Start with the first line of the data and end with the line that holds "std::fs::create_dir_all(config.users_root()).unwrap();"; write out each one exactly.

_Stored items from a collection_
=== Section Start ===
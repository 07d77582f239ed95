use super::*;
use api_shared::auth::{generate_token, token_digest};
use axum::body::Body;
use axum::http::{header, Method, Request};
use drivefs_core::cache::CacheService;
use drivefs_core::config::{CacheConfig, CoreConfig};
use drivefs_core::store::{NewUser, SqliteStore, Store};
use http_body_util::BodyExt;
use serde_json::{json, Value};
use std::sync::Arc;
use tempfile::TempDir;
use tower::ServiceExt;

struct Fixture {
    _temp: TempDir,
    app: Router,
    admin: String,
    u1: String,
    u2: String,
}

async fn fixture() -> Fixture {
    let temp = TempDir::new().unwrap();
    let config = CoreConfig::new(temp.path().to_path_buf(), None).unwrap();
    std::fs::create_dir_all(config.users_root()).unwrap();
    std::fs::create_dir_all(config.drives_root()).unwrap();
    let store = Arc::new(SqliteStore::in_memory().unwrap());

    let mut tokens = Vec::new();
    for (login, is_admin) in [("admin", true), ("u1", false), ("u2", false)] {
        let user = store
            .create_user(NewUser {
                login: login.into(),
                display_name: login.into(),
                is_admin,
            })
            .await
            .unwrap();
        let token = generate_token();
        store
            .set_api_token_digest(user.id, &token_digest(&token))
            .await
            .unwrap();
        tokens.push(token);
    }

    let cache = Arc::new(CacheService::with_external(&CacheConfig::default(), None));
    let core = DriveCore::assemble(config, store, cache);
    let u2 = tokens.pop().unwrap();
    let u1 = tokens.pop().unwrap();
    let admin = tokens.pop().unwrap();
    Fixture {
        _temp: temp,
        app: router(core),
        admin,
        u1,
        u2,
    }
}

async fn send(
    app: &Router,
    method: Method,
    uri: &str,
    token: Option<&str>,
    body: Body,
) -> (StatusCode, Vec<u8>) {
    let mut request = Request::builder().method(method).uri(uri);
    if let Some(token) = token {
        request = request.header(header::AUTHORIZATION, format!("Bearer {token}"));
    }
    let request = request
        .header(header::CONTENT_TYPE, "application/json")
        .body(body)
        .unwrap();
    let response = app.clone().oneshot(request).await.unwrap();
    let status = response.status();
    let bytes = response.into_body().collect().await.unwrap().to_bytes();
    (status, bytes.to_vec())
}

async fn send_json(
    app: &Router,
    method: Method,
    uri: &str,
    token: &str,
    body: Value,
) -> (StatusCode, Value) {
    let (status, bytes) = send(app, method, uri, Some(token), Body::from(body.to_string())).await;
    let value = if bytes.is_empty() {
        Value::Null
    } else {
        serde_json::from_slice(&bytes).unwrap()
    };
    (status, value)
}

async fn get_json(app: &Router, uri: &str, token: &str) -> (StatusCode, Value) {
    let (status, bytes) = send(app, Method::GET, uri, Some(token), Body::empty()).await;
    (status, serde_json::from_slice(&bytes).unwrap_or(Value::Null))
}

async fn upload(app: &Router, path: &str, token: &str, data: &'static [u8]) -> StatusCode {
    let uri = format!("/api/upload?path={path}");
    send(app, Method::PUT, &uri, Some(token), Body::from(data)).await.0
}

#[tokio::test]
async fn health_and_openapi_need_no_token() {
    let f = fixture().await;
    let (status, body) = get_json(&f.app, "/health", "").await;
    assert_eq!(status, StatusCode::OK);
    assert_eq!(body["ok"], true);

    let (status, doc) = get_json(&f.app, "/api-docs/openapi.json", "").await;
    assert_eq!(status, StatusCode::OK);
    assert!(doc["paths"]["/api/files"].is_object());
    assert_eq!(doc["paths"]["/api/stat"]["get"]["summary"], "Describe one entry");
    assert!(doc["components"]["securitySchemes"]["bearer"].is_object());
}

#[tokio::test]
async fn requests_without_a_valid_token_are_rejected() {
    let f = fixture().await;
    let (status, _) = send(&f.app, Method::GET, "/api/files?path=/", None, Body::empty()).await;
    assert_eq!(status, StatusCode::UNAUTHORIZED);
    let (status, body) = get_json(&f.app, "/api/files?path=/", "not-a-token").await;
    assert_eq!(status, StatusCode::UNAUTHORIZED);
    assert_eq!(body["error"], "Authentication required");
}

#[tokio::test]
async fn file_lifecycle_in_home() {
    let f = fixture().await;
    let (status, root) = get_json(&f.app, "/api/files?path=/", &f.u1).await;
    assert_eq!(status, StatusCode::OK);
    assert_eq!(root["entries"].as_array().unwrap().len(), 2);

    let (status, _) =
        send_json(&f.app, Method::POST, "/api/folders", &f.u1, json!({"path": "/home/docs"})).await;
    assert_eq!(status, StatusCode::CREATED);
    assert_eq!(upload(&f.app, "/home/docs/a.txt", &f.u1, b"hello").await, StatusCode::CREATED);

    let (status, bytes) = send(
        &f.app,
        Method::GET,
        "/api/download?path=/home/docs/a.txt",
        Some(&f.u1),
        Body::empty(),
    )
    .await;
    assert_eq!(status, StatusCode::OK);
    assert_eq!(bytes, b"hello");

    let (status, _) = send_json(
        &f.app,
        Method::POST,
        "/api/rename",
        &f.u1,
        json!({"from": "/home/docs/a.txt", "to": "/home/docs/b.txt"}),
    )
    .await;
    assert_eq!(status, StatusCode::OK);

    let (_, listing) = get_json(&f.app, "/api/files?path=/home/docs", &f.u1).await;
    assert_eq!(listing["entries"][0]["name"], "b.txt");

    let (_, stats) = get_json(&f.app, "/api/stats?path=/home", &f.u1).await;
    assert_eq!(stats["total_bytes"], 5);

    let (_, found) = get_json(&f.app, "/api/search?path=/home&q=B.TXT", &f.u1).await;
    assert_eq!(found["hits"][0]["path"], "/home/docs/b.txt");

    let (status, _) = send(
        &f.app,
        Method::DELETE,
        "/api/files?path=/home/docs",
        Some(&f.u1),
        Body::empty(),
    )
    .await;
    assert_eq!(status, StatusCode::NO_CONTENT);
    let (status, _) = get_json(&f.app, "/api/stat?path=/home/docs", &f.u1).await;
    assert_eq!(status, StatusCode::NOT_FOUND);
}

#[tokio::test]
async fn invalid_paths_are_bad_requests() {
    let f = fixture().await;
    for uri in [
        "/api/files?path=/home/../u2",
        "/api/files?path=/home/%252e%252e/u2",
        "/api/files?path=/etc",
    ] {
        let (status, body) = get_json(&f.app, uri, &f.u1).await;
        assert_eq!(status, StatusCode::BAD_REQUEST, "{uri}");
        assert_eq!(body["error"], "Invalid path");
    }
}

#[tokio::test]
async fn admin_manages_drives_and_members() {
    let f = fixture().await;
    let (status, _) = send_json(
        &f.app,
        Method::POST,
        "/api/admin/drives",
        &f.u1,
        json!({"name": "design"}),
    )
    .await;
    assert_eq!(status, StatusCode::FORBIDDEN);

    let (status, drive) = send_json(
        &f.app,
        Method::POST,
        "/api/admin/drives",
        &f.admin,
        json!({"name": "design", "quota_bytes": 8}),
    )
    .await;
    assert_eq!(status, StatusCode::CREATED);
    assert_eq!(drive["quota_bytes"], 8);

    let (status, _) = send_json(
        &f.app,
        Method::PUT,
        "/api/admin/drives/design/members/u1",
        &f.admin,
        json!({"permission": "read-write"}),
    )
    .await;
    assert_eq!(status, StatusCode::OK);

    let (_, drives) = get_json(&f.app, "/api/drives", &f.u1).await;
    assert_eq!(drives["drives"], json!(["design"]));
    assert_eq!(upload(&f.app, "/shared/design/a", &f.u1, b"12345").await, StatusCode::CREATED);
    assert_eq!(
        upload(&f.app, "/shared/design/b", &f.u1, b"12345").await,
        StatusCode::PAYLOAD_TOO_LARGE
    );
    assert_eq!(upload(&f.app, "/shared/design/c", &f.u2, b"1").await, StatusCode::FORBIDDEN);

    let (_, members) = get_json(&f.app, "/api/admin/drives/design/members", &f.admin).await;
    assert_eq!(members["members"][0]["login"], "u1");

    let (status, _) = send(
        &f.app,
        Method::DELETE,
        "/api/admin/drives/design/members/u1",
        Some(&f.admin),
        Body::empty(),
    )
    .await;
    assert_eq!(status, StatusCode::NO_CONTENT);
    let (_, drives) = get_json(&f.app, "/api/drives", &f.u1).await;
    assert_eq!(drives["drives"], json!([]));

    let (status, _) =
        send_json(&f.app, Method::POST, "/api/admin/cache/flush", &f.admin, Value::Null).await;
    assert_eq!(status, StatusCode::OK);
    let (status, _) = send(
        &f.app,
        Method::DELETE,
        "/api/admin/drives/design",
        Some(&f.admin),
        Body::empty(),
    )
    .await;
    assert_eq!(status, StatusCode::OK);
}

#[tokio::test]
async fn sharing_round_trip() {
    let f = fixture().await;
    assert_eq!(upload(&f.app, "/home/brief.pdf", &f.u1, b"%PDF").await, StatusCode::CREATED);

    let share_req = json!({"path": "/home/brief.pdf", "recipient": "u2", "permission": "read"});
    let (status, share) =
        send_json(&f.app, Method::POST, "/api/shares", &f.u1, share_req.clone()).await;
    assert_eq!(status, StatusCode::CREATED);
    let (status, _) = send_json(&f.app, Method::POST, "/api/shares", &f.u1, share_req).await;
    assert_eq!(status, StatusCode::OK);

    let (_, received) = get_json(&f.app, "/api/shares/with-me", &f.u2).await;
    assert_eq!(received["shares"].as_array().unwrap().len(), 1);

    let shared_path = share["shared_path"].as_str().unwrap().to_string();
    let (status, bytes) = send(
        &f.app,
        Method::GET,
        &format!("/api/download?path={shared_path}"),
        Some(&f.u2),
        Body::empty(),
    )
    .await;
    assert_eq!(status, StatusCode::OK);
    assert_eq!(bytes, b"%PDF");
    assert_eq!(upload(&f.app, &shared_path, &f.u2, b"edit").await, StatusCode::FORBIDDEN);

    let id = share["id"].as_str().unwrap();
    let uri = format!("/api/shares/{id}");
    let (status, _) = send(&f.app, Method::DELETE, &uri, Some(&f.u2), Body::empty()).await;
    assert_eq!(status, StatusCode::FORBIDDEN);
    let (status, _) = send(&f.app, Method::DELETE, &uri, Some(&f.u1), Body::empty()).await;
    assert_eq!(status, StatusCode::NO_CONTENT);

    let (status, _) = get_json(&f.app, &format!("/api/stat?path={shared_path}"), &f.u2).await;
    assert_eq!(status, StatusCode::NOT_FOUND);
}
=== Section End ===
_Expected answer_
repository 07d77582f239ed95
use super::*;
use api_shared::auth::{generate_token, token_digest};
use axum::body::Body;
use axum::http::{header, Method, Request};
use drivefs_core::cache::CacheService;
use drivefs_core::config::{CacheConfig, CoreConfig};
use drivefs_core::store::{NewUser, SqliteStore, Store};
use http_body_util::BodyExt;
use serde_json::{json, Value};
use std::sync::Arc;
use tempfile::TempDir;
use tower::ServiceExt;

struct Fixture {
    _temp: TempDir,
    app: Router,
    admin: String,
    u1: String,
    u2: String,
}

async fn fixture() -> Fixture {
    let temp = TempDir::new().unwrap();
    let config = CoreConfig::new(temp.path().to_path_buf(), None).unwrap();
    std::fs::create_dir_all(config.users_root()).unwrap();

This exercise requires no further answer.